# Bolton Valley, VT 12/24/2009



## J.Spin (Dec 26, 2009)

*Date(s) Skied: *December 24th, 2009

*Resort or Ski Area: *Bolton Valley, VT

*Conditions: *Packed powder on the trails, medium wieght chowder/powder in the trees - generally 2-4 inches of powder in areas skied earlier in the week, over a foot in entirely undisturbed areas.

*Trip Report: *Bolton Valley, VT 24DEC2009

For the second year in a row, Christmas Eve delivered an outstanding day of skiing up at Bolton Valley.  Stephen and I have been talking about *last year’s outing* for quite a while due to the great snow, comfortable temperatures, and lack of crowds.  The first two factors are basically up to Mother Nature, but in terms of the number of skiers, we’ve always figured that people just have a lot of other things to be concerned with on Christmas Eve.  Temperatures moderated yesterday, with a mid morning temperature of roughly 28 F in the Winooski Valley (elevations 300’-500’) dropping to 25 F once we reached the Bolton Valley Village (~2,100’).  The sun was just starting to break through the clouds as we arrived, so that was an added bonus.  Unfortunately, we didn’t get to meet up with Stephen and his kids, since they started early and had to leave early, but Ty, Dylan, and I still had a great time by ourselves.

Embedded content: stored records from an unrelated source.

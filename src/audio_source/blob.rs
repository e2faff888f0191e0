//! Stored blobs and uploaded files.

use crate::error::{LingopairError, Result};
use async_trait::async_trait;
use std::io::Write;
use std::path::{Component, Path, PathBuf};
use std::sync::Arc;
use tempfile::NamedTempFile;

/// Read access to a stored blob.
#[async_trait]
pub trait Blob: Send + Sync {
    /// Original filename, used to preserve the extension.
    fn filename(&self) -> &str;

    /// Download the full blob content.
    async fn download(&self) -> Result<Vec<u8>>;
}

/// A blob stored as a file under the disk blob service root.
#[derive(Debug, Clone)]
pub struct DiskBlob {
    key: String,
    path: PathBuf,
    filename: String,
}

impl DiskBlob {
    pub fn key(&self) -> &str {
        &self.key
    }
}

#[async_trait]
impl Blob for DiskBlob {
    fn filename(&self) -> &str {
        &self.filename
    }

    async fn download(&self) -> Result<Vec<u8>> {
        tokio::fs::read(&self.path).await.map_err(|e| {
            if e.kind() == std::io::ErrorKind::NotFound {
                LingopairError::InvalidAudioSource(format!("blob not found: {}", self.key))
            } else {
                LingopairError::Io(e)
            }
        })
    }
}

/// Disk-backed blob service: blob `key` lives at `root/key`.
#[derive(Debug, Clone)]
pub struct DiskBlobService {
    root: PathBuf,
}

impl DiskBlobService {
    pub fn new(root: impl Into<PathBuf>) -> Self {
        Self { root: root.into() }
    }

    /// Look up a blob by key. `filename` defaults to the key's last component.
    pub fn find(&self, key: &str, filename: Option<&str>) -> Result<DiskBlob> {
        let relative = Path::new(key);
        let is_plain = !key.is_empty()
            && relative
                .components()
                .all(|c| matches!(c, Component::Normal(_)));
        if !is_plain {
            return Err(LingopairError::InvalidAudioSource(format!(
                "invalid blob key: {:?}",
                key
            )));
        }

        let filename = filename
            .map(str::to_string)
            .or_else(|| {
                relative
                    .file_name()
                    .and_then(|n| n.to_str())
                    .map(str::to_string)
            })
            .unwrap_or_else(|| key.to_string());

        Ok(DiskBlob {
            key: key.to_string(),
            path: self.root.join(relative),
            filename,
        })
    }
}

/// A blob attached to a record under a name (e.g. a journal's `recording`).
#[derive(Clone)]
pub struct Attachment {
    name: String,
    blob: Arc<dyn Blob>,
}

impl Attachment {
    pub fn new(name: impl Into<String>, blob: Arc<dyn Blob>) -> Self {
        Self {
            name: name.into(),
            blob,
        }
    }

    pub fn name(&self) -> &str {
        &self.name
    }

    pub fn blob(&self) -> &dyn Blob {
        self.blob.as_ref()
    }
}

/// An uploaded file whose body already sits in its own temporary file.
#[derive(Debug)]
pub struct UploadedFile {
    original_filename: String,
    content_type: Option<String>,
    tempfile: NamedTempFile,
}

impl UploadedFile {
    pub fn new(
        original_filename: impl Into<String>,
        content_type: Option<String>,
        tempfile: NamedTempFile,
    ) -> Self {
        Self {
            original_filename: original_filename.into(),
            content_type,
            tempfile,
        }
    }

    /// Spool an upload body into a new temporary file inside `dir`.
    pub fn from_bytes(
        original_filename: impl Into<String>,
        content_type: Option<String>,
        bytes: &[u8],
        dir: &Path,
    ) -> Result<Self> {
        let mut tempfile = tempfile::Builder::new().prefix("upload").tempfile_in(dir)?;
        tempfile.write_all(bytes)?;
        tempfile.flush()?;
        Ok(Self::new(original_filename, content_type, tempfile))
    }

    /// Path of the backing temporary file.
    pub fn path(&self) -> &Path {
        self.tempfile.path()
    }

    pub fn original_filename(&self) -> &str {
        &self.original_filename
    }

    pub fn content_type(&self) -> Option<&str> {
        self.content_type.as_deref()
    }
}

/// Blob held in memory.
#[cfg(test)]
pub(crate) struct StaticBlob {
    pub filename: String,
    pub data: Vec<u8>,
}

#[cfg(test)]
#[async_trait]
impl Blob for StaticBlob {
    fn filename(&self) -> &str {
        &self.filename
    }

    async fn download(&self) -> Result<Vec<u8>> {
        Ok(self.data.clone())
    }
}

#[cfg(test)]
mod tests {
    use super::*;

    #[test]
    fn test_find_rejects_traversal() {
        let service = DiskBlobService::new("/srv/blobs");
        assert!(service.find("../etc/passwd", None).is_err());
        assert!(service.find("/abs/path", None).is_err());
        assert!(service.find("", None).is_err());
    }

    #[test]
    fn test_find_defaults_filename_to_key() {
        let service = DiskBlobService::new("/srv/blobs");
        let blob = service.find("ab/cd/voice.m4a", None).unwrap();
        assert_eq!(blob.filename(), "voice.m4a");

        let named = service.find("ab12", Some("memo.mp3")).unwrap();
        assert_eq!(named.filename(), "memo.mp3");
        assert_eq!(named.key(), "ab12");
    }

    #[tokio::test]
    async fn test_disk_blob_download() {
        let dir = tempfile::tempdir().unwrap();
        std::fs::write(dir.path().join("k1"), b"RIFF").unwrap();
        let service = DiskBlobService::new(dir.path());

        let blob = service.find("k1", Some("a.wav")).unwrap();
        assert_eq!(blob.download().await.unwrap(), b"RIFF");

        let missing = service.find("k2", None).unwrap();
        assert!(matches!(
            missing.download().await,
            Err(LingopairError::InvalidAudioSource(_))
        ));
    }

    #[test]
    fn test_uploaded_file_from_bytes() {
        let dir = tempfile::tempdir().unwrap();
        let upload =
            UploadedFile::from_bytes("clip.webm", Some("audio/webm".into()), b"abc", dir.path())
                .unwrap();
        assert_eq!(std::fs::read(upload.path()).unwrap(), b"abc");
        assert_eq!(upload.original_filename(), "clip.webm");
        assert_eq!(upload.content_type(), Some("audio/webm"));
    }
}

From the get go I told the boys that since we’d stayed generally on trail on Sunday, we were going to bring our powder boards and make it a powder day.  Yesterday’s ski options actually had an added twist – the Vista Quad was still down for maintenance, and the Wilderness Lift was doing the lion’s share of getting people up the mountain.  Stephen said he saw the mechanics working on the lift in the morning, but apparently they didn’t finish because the lift wasn’t going to run.  With the Vista Quad down, Snowflake not running, and the Timberline area not open yet, that meant the lift options were only the Wilderness and Mid Mountain lifts.  It looked like this has been the lift setup for most of the week, so with the new snow from the previous few days, it meant that there was an even higher amount of untracked powder available for those that knew the mountain well and were willing to traverse for it.  The Upper Crossover side of Wilderness was closed from the top however, so that limited the “easy” traverse options a bit more.

The boy’s were fortunately willing to do a bit of extra work to get in on more untracked snow, so we traversed for some visits out to New Sherman’s Pass and the associated glades and found good snow all around.  It really wasn’t super bottomless powder everywhere, as there’s only been so much snow since those areas last saw regular traffic, but it was hard to complain.  There were still a lot of areas that have seen little if any traffic, and even near the base area, I stuck my pole in the snow and found that the unconsolidated layer was 15 inches deep in undisturbed areas.  Great turns were had on New Sherman’s itself, where there were several inches of medium weight powder over the groomed base.  The boys seemed to really like that a lot, and I think it helped as they were both getting used to their longer skis.  Overall, I’d say the glades and woods still need another foot or two to get into the zone where they are really prime; you can see that there is brush sticking out in places that eventually get covered, but the Mt. Mansfield stake is at 30 inches of depth, so the magic 40-inch mark is drawing closer.  Woods skiing with a bit of extra caution and common sense is certainly open for business at the appropriate elevations.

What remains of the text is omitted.